Substitution of the MeCN ligands in the activated cluster Os3(CO)10(MeCN)2 (1) by the
unsaturated diphosphine ligand (Z)-Ph2PCHCHPPh2 proceeds rapidly at room temperature
to furnish the ligand-bridged cluster 1,2-Os3(CO)10[(Z)-Ph2PCHCHPPh2] (2b). Heating 2b
leads to the formation of the thermodynamically more stable chelating isomer 1,1-Os3(CO)10[(Z)-Ph2PCHCHPPh2] (2c). The molecular structure of each isomer of 2 has been
crystallographically determined, and the 31P NMR data have been recorded.
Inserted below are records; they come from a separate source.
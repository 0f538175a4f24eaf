//! Model pricing and cost estimation.

use crate::types::TokenUsage;
use serde::{Deserialize, Serialize};

#[derive(Debug, Clone, PartialEq, Serialize, Deserialize)]
pub struct ModelPricing {
    pub model: String,
    pub prompt_cost_per_1k: f64,
    pub completion_cost_per_1k: f64,
    #[serde(default = "default_currency")]
    pub currency: String,
}

fn default_currency() -> String {
    "USD".into()
}

impl ModelPricing {
    pub fn new(model: &str, prompt: f64, completion: f64) -> Self {
        Self {
            model: model.into(),
            prompt_cost_per_1k: prompt,
            completion_cost_per_1k: completion,
            currency: default_currency(),
        }
    }

    pub fn calculate_cost(&self, usage: &TokenUsage) -> CostEstimate {
        let pc = (usage.prompt_tokens as f64 / 1000.0) * self.prompt_cost_per_1k;
        let cc = (usage.completion_tokens as f64 / 1000.0) * self.completion_cost_per_1k;
        CostEstimate {
            model: self.model.clone(),
            prompt_tokens: usage.prompt_tokens,
            completion_tokens: usage.completion_tokens,
            prompt_cost: pc,
            completion_cost: cc,
            total_cost: pc + cc,
            currency: self.currency.clone(),
        }
    }

    /// Rough cost of `tokens` completion tokens, used while a stream is still running.
    pub fn estimate_completion(&self, tokens: u32) -> f64 {
        (tokens as f64 / 1000.0) * self.completion_cost_per_1k
    }

    pub fn llama_31_8b() -> Self {
        Self::new("meta/llama-3.1-8b-instruct", 0.0003, 0.0003)
    }
    pub fn llama_31_70b() -> Self {
        Self::new("meta/llama-3.1-70b-instruct", 0.00088, 0.00088)
    }
    pub fn gpt_4o_mini() -> Self {
        Self::new("openai/gpt-4o-mini", 0.00015, 0.0006)
    }
    pub fn claude_35_sonnet() -> Self {
        Self::new("anthropic/claude-3.5-sonnet", 0.003, 0.015)
    }

    /// Built-in price table lookup by (case-insensitive) model substring.
    pub fn for_model(model: &str) -> Option<Self> {
        let m = model.to_lowercase();
        if m.contains("llama-3.1-8b") {
            Some(Self::llama_31_8b())
        } else if m.contains("llama-3.1-70b") {
            Some(Self::llama_31_70b())
        } else if m.contains("gpt-4o-mini") {
            Some(Self::gpt_4o_mini())
        } else if m.contains("claude-3.5-sonnet") || m.contains("claude-3-5-sonnet") {
            Some(Self::claude_35_sonnet())
        } else {
            None
        }
    }
}

#[derive(Debug, Clone, PartialEq, Serialize, Deserialize)]
pub struct CostEstimate {
    pub model: String,
    pub prompt_tokens: u32,
    pub completion_tokens: u32,
    pub prompt_cost: f64,
    pub completion_cost: f64,
    pub total_cost: f64,
    pub currency: String,
}

impl CostEstimate {
    pub fn format(&self) -> String {
        format!("{} {:.6}", self.currency, self.total_cost)
    }
    pub fn format_detailed(&self) -> String {
        if self.total_cost < 0.01 {
            format!("{:.4}¢", self.total_cost * 100.0)
        } else {
            format!("${:.4}", self.total_cost)
        }
    }
}
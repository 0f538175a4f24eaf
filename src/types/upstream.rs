//! Typed failures raised by an upstream completion source.

use std::time::Duration;
use thiserror::Error;

/// Errors the circuit breaker treats as upstream failure signals.
#[derive(Debug, Clone, PartialEq, Eq, Error)]
pub enum UpstreamError {
    /// HTTP 429 from the provider (distinct from the local rate limiter).
    #[error("Upstream rate limit exceeded{}", fmt_retry(.retry_after))]
    RateLimited { retry_after: Option<Duration> },

    /// HTTP 503 for the requested model.
    #[error("Model temporarily unavailable{}", fmt_model(.model_id))]
    ModelUnavailable { model_id: Option<String> },

    /// Context exceeds the model's token limit.
    #[error("Context too long{}", fmt_tokens(.max_tokens, .actual_tokens))]
    TokenLimit {
        max_tokens: Option<u32>,
        actual_tokens: Option<u32>,
    },

    #[error("HTTP {status}: {message}")]
    Api {
        status: u16,
        message: String,
        /// Raw response body, kept for debugging; redact before logging.
        body: Option<String>,
    },
}

fn fmt_retry(retry_after: &Option<Duration>) -> String {
    retry_after
        .map(|d| format!(" (retry after {}s)", d.as_secs()))
        .unwrap_or_default()
}

fn fmt_model(model_id: &Option<String>) -> String {
    model_id
        .as_ref()
        .map(|m| format!(": {}", m))
        .unwrap_or_default()
}

fn fmt_tokens(max: &Option<u32>, actual: &Option<u32>) -> String {
    match (max, actual) {
        (Some(max), Some(actual)) => format!(" ({} > {})", actual, max),
        (Some(max), None) => format!(" (max {})", max),
        _ => String::new(),
    }
}

impl UpstreamError {
    /// HTTP status this error corresponds to.
    pub fn status(&self) -> u16 {
        match self {
            UpstreamError::RateLimited { .. } => 429,
            UpstreamError::ModelUnavailable { .. } => 503,
            UpstreamError::TokenLimit { .. } => 400,
            UpstreamError::Api { status, .. } => *status,
        }
    }

    /// Build the typed variant for a provider HTTP status.
    pub fn from_status(status: u16, message: impl Into<String>, body: Option<String>) -> Self {
        match status {
            429 => UpstreamError::RateLimited { retry_after: None },
            503 => UpstreamError::ModelUnavailable { model_id: None },
            _ => UpstreamError::Api {
                status,
                message: message.into(),
                body,
            },
        }
    }
}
The kinetics
for the ligand isomerization have been investigated by UV−vis and 31P NMR spectroscopy
in toluene solution over the temperature range of 358−383 K. The reversible nature of the
diphosphine isomerization is confirmed by 31P NMR measurements, and reported within
are the forward (k
1) and reverse (k
-
1) first-order rate constants for the bridge-to-chelate
rearrangement. On the basis of the activation parameters and lack of CO inhibition on the
reaction rate, a nondissociative, intramolecular mechanism involving the migration of one
P group from an adjacent osmium center to the other P-substituted osmium center via a
μ2-bridged phosphine species is presented.